My fingers know the key strokes, but are unsure of the words to write. I know how to move through the spaces that I inhabit, but I am no longer certain that this is where I belong. When I speak, I am slightly surprised that my voice makes sounds and I am astounded when the words find their destination. Yet, despite this, no one seems to notice. I have learned how to play this part well, my part of this long running show. It is easier to recite my lines and hit my mark than it is to immerse myself in the role.
I am of that age, I think, when the road behind is, hopefully, equal in distance to the road ahead. But what it will all look like as I continue along? I don’t have profound insights about this spot that I am standing on. I have gotten quite good at dissecting the past but I do not have the promised wisdom to approach the future. I am watching my world move around me, but I am not quite a part of it. This disconnect is amplified by the muffled voices of the people around me and the six feet that fills our spaces. I am not sure that this was caused by the pandemic, but the pandemic has made it unavoidable.
I have always insisted that my students know the purpose of their writing before they begin to formally draft. Long ago, I stole Nancie Atwell’s phrase, “So What” and made it the foundation of my classroom workshop, demanding that students not only dig at their own “so what” but also the “so what” in every text that they encounter. Those two words are on my classroom walls, embedded in almost every mini-lesson, and create the initial conference over any new piece of writing. Once, I even had a student write a poem entitled “So What” that beautifully captured my incessant questioning.

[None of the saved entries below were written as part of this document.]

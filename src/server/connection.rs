//! # Manejador de Conexiones
//! src/server/connection.rs
//!
//! Lleva una conexión aceptada por la máquina de estados del protocolo:
//!
//! ```text
//!   ┌─────────┐  bytes   ┌─────────┐  ok   ┌───────────┐  ok   ┌──────────┐
//!   │ Reading │ ───────▶ │ Parsing │ ────▶ │ HostCheck │ ────▶ │ Dispatch │
//!   └─────────┘          └─────────┘       └───────────┘       └──────────┘
//!     ▲   │ EOF/timeout       │ 400             │ 403                │
//!     │   ▼                   ▼                 ▼                    ▼
//!     │ Closed ◀──────── Responding ◀──────────────────────── GET/POST/405
//!     └────────── keep-alive && requests < 100 ─┘
//! ```
//!
//! Ningún error sale de aquí: cada falla termina con una respuesta (o sin
//! ella, si el cliente se fue) y el socket se cierra al soltar la conexión.

use crate::http::{Method, Request, Response, StatusCode, MAX_PERSISTENT_REQUESTS};
use crate::resources::{StaticFiles, UploadReceipt, UploadWriter};
use std::io::{self, Read, Write};
use std::net::{SocketAddr, TcpStream};
use std::path::Path;
use std::time::Duration;
use tracing::{debug, info, warn};

/// Tamaño de cada lectura del socket
pub const READ_CHUNK_SIZE: usize = 8192;

/// Estados de la máquina de protocolo
#[derive(Debug)]
pub enum ConnectionState {
    Reading,
    Parsing(Vec<u8>),
    HostCheck(Request),
    Dispatch(Request),
    Responding(Response),
    Closed,
}

/// Todo lo que una conexión necesita del servidor; se comparte entre workers
#[derive(Debug, Clone)]
pub struct ConnectionContext {
    /// Valor exacto esperado en el header `Host` (`host:puerto`)
    pub expected_host: String,
    pub keep_alive_timeout: Duration,
    pub files: StaticFiles,
    pub uploads: UploadWriter,
}

/// Una conexión en curso
pub struct Connection<'a> {
    stream: TcpStream,
    peer: SocketAddr,
    ctx: &'a ConnectionContext,
    persistent_requests: usize,
}

impl<'a> Connection<'a> {
    pub fn new(stream: TcpStream, peer: SocketAddr, ctx: &'a ConnectionContext) -> Self {
        Self {
            stream,
            peer,
            ctx,
            persistent_requests: 0,
        }
    }

    /// Ejecuta la máquina de estados hasta cerrar la conexión
    pub fn run(&mut self) {
        info!(peer = %self.peer, "connection opened");
        if let Err(e) = self.stream.set_read_timeout(Some(self.ctx.keep_alive_timeout)) {
            warn!(peer = %self.peer, error = %e, "failed to set read timeout");
            return;
        }

        let mut state = ConnectionState::Reading;
        loop {
            state = match state {
                ConnectionState::Reading => self.read(),
                ConnectionState::Parsing(bytes) => self.parse(&bytes),
                ConnectionState::HostCheck(request) => self.check_host(request),
                ConnectionState::Dispatch(request) => self.dispatch(request),
                ConnectionState::Responding(response) => self.respond(response),
                ConnectionState::Closed => break,
            };
        }

        info!(
            peer = %self.peer,
            requests = self.persistent_requests,
            "connection closed"
        );
    }

    fn read(&mut self) -> ConnectionState {
        let mut buffer = vec![0u8; READ_CHUNK_SIZE];
        match self.stream.read(&mut buffer) {
            Ok(0) => ConnectionState::Closed,
            Ok(n) => {
                buffer.truncate(n);
                ConnectionState::Parsing(buffer)
            }
            Err(e) if is_timeout(&e) => {
                debug!(peer = %self.peer, "idle timeout");
                ConnectionState::Closed
            }
            Err(e) => {
                debug!(peer = %self.peer, error = %e, "read failed");
                ConnectionState::Closed
            }
        }
    }

    fn parse(&self, bytes: &[u8]) -> ConnectionState {
        match Request::parse(bytes) {
            Ok(request) => {
                info!(
                    peer = %self.peer,
                    method = %request.method(),
                    path = request.path(),
                    version = request.version(),
                    "request received"
                );
                ConnectionState::HostCheck(request)
            }
            Err(e) => {
                warn!(peer = %self.peer, error = %e, "malformed request");
                ConnectionState::Responding(Response::closing(StatusCode::BadRequest))
            }
        }
    }

    fn check_host(&self, request: Request) -> ConnectionState {
        let host = request.header("Host");
        if host == Some(self.ctx.expected_host.as_str()) {
            debug!(host = ?host, "host validation passed");
            ConnectionState::Dispatch(request)
        } else {
            warn!(peer = %self.peer, host = ?host, "host validation failed");
            ConnectionState::Responding(Response::closing(StatusCode::Forbidden))
        }
    }

    fn dispatch(&self, request: Request) -> ConnectionState {
        let keep_alive = request.wants_keep_alive();
        let response = match request.method() {
            Method::Get => self.handle_get(request.path(), keep_alive),
            Method::Post => self.handle_post(&request, keep_alive),
            Method::Other(method) => {
                warn!(peer = %self.peer, method = %method, "method not allowed");
                Response::closing(StatusCode::MethodNotAllowed)
            }
        };
        ConnectionState::Responding(response)
    }

    fn handle_get(&self, path: &str, keep_alive: bool) -> Response {
        let file = match self.ctx.files.resolve(path) {
            Ok(file) => file,
            Err(e) => {
                info!(path, error = %e, "resource unavailable");
                return Response::closing(e.status());
            }
        };

        let name = Path::new(path)
            .file_name()
            .map(|n| n.to_string_lossy().into_owned())
            .unwrap_or_else(|| path.to_string());
        if file.is_download() {
            info!(file = %name, bytes = file.body.len(), "sending binary file");
        } else {
            info!(file = %name, bytes = file.body.len(), "sending HTML file");
        }

        let mut response =
            Response::new(StatusCode::Ok).with_header("Content-Type", file.content_type);
        if let Some(disposition) = &file.disposition {
            response.add_header("Content-Disposition", disposition);
        }
        response
            .with_body(file.body)
            .with_keep_alive(keep_alive, self.ctx.keep_alive_timeout)
    }

    fn handle_post(&self, request: &Request, keep_alive: bool) -> Response {
        let filepath = match self.ctx.uploads.save(request.header("Content-Type"), request.body()) {
            Ok(filepath) => filepath,
            Err(e) => {
                warn!(peer = %self.peer, error = %e, "upload rejected");
                return Response::closing(e.status());
            }
        };

        let body = match serde_json::to_vec(&UploadReceipt::new(filepath)) {
            Ok(body) => body,
            Err(e) => {
                warn!(peer = %self.peer, error = %e, "failed to encode upload receipt");
                return Response::closing(StatusCode::InternalServerError);
            }
        };

        Response::new(StatusCode::Created)
            .with_header("Content-Type", "application/json; charset=utf-8")
            .with_body(body)
            .with_keep_alive(keep_alive, self.ctx.keep_alive_timeout)
    }

    fn respond(&mut self, response: Response) -> ConnectionState {
        let bytes = response.to_bytes();
        let written = self
            .stream
            .write_all(&bytes)
            .and_then(|_| self.stream.flush());
        if let Err(e) = written {
            debug!(peer = %self.peer, error = %e, "write failed");
            return ConnectionState::Closed;
        }

        self.persistent_requests += 1;
        let keep_alive = response.keeps_alive();
        info!(
            status = response.status().as_u16(),
            bytes = response.body().len(),
            connection = if keep_alive { "keep-alive" } else { "close" },
            "response sent"
        );

        if keep_alive && self.persistent_requests < MAX_PERSISTENT_REQUESTS {
            ConnectionState::Reading
        } else {
            ConnectionState::Closed
        }
    }
}

fn is_timeout(e: &io::Error) -> bool {
    matches!(e.kind(), io::ErrorKind::WouldBlock | io::ErrorKind::TimedOut)
}

/// Punto de entrada usado por el pool para cada conexión aceptada
pub fn handle_connection(stream: TcpStream, peer: SocketAddr, ctx: &ConnectionContext) {
    Connection::new(stream, peer, ctx).run();
}

#[cfg(test)]
mod tests {
    use super::*;
    use crate::resources::PathSandbox;
    use std::fs;
    use std::net::TcpListener;
    use std::thread;
    use tempfile::TempDir;

    fn context(dir: &TempDir) -> ConnectionContext {
        let root = dir.path();
        fs::create_dir_all(root.join("uploads")).unwrap();
        fs::write(root.join("index.html"), "<h1>hola</h1>").unwrap();
        ConnectionContext {
            expected_host: "127.0.0.1:8080".to_string(),
            keep_alive_timeout: Duration::from_secs(2),
            files: StaticFiles::new(PathSandbox::new(root).unwrap()),
            uploads: UploadWriter::new(root.join("uploads")),
        }
    }

    /// Atiende una sola conexión con `handle_connection` y retorna lo que
    /// recibió el cliente
    fn exchange(ctx: ConnectionContext, raw: &[u8]) -> String {
        let listener = TcpListener::bind("127.0.0.1:0").unwrap();
        let addr = listener.local_addr().unwrap();

        let server = thread::spawn(move || {
            let (stream, peer) = listener.accept().unwrap();
            handle_connection(stream, peer, &ctx);
        });

        let mut client = TcpStream::connect(addr).unwrap();
        client.set_read_timeout(Some(Duration::from_secs(5))).unwrap();
        client.write_all(raw).unwrap();

        let mut buf = Vec::new();
        client.read_to_end(&mut buf).unwrap();
        server.join().unwrap();
        String::from_utf8_lossy(&buf).into_owned()
    }

    #[test]
    fn test_get_index_http10_closes() {
        let dir = TempDir::new().unwrap();
        let text = exchange(
            context(&dir),
            b"GET / HTTP/1.0\r\nHost: 127.0.0.1:8080\r\n\r\n",
        );

        assert!(text.starts_with("HTTP/1.1 200 OK\r\n"));
        assert!(text.contains("Content-Type: text/html; charset=utf-8\r\n"));
        assert!(text.contains("Connection: close\r\n"));
        assert!(!text.contains("Keep-Alive:"));
        assert!(text.ends_with("\r\n\r\n<h1>hola</h1>"));
    }

    #[test]
    fn test_bad_request_line() {
        let dir = TempDir::new().unwrap();
        let text = exchange(context(&dir), b"NONSENSE\r\n\r\n");
        assert!(text.starts_with("HTTP/1.1 400 Bad Request\r\n"));
        assert!(text.contains("Content-Length: 0\r\n"));
    }

    #[test]
    fn test_host_mismatch() {
        let dir = TempDir::new().unwrap();
        let text = exchange(context(&dir), b"GET / HTTP/1.1\r\nHost: localhost:8080\r\n\r\n");
        assert!(text.starts_with("HTTP/1.1 403 Forbidden\r\n"));
        assert!(text.contains("Connection: close\r\n"));
    }

    #[test]
    fn test_method_not_allowed() {
        let dir = TempDir::new().unwrap();
        let text = exchange(context(&dir), b"PUT / HTTP/1.1\r\nHost: 127.0.0.1:8080\r\n\r\n");
        assert!(text.starts_with("HTTP/1.1 405 Method Not Allowed\r\n"));
    }

    #[test]
    fn test_not_found_closes_even_with_keep_alive() {
        let dir = TempDir::new().unwrap();
        let text = exchange(
            context(&dir),
            b"GET /missing.html HTTP/1.1\r\nHost: 127.0.0.1:8080\r\nConnection: keep-alive\r\n\r\n",
        );
        assert!(text.starts_with("HTTP/1.1 404 Not Found\r\n"));
        assert!(text.contains("Connection: close\r\n"));
    }

    #[test]
    fn test_post_creates_upload() {
        let dir = TempDir::new().unwrap();
        let text = exchange(
            context(&dir),
            b"POST /anything HTTP/1.0\r\nHost: 127.0.0.1:8080\r\nContent-Type: application/json\r\n\r\n{\"k\": [1, 2]}",
        );

        assert!(text.starts_with("HTTP/1.1 201 Created\r\n"));
        assert!(text.contains("Content-Type: application/json; charset=utf-8\r\n"));
        let body = text.split_once("\r\n\r\n").unwrap().1;
        let json: serde_json::Value = serde_json::from_str(body).unwrap();
        assert_eq!(json["status"], "success");
        assert_eq!(json["message"], "File created successfully");
        assert!(json["filepath"].as_str().unwrap().starts_with("/uploads/upload_"));
        assert_eq!(fs::read_dir(dir.path().join("uploads")).unwrap().count(), 1);
    }

    #[test]
    fn test_idle_connection_closes_without_response() {
        let dir = TempDir::new().unwrap();
        let mut ctx = context(&dir);
        ctx.keep_alive_timeout = Duration::from_millis(200);
        let text = exchange(ctx, b"");
        assert!(text.is_empty());
    }
}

I used to believe that not knowing the “so what” was unacceptable, leading to an unexamined life, of sorts. But now that I am wondering about my own purpose, my “so what” in this perpetual production, maybe Socrates was wrong. Perhaps the unexamined life is comfortable and safe, requiring less energy and minimizing disruption? Maybe it’s okay to float along for a bit, waiting for the house lights to come on and see if anyone really is at home.
I love that question and am going to keep it in mind.
I’m like you – always wanted a plan and to know where I was going. Now I’m trying to sit back and wait a bit more often.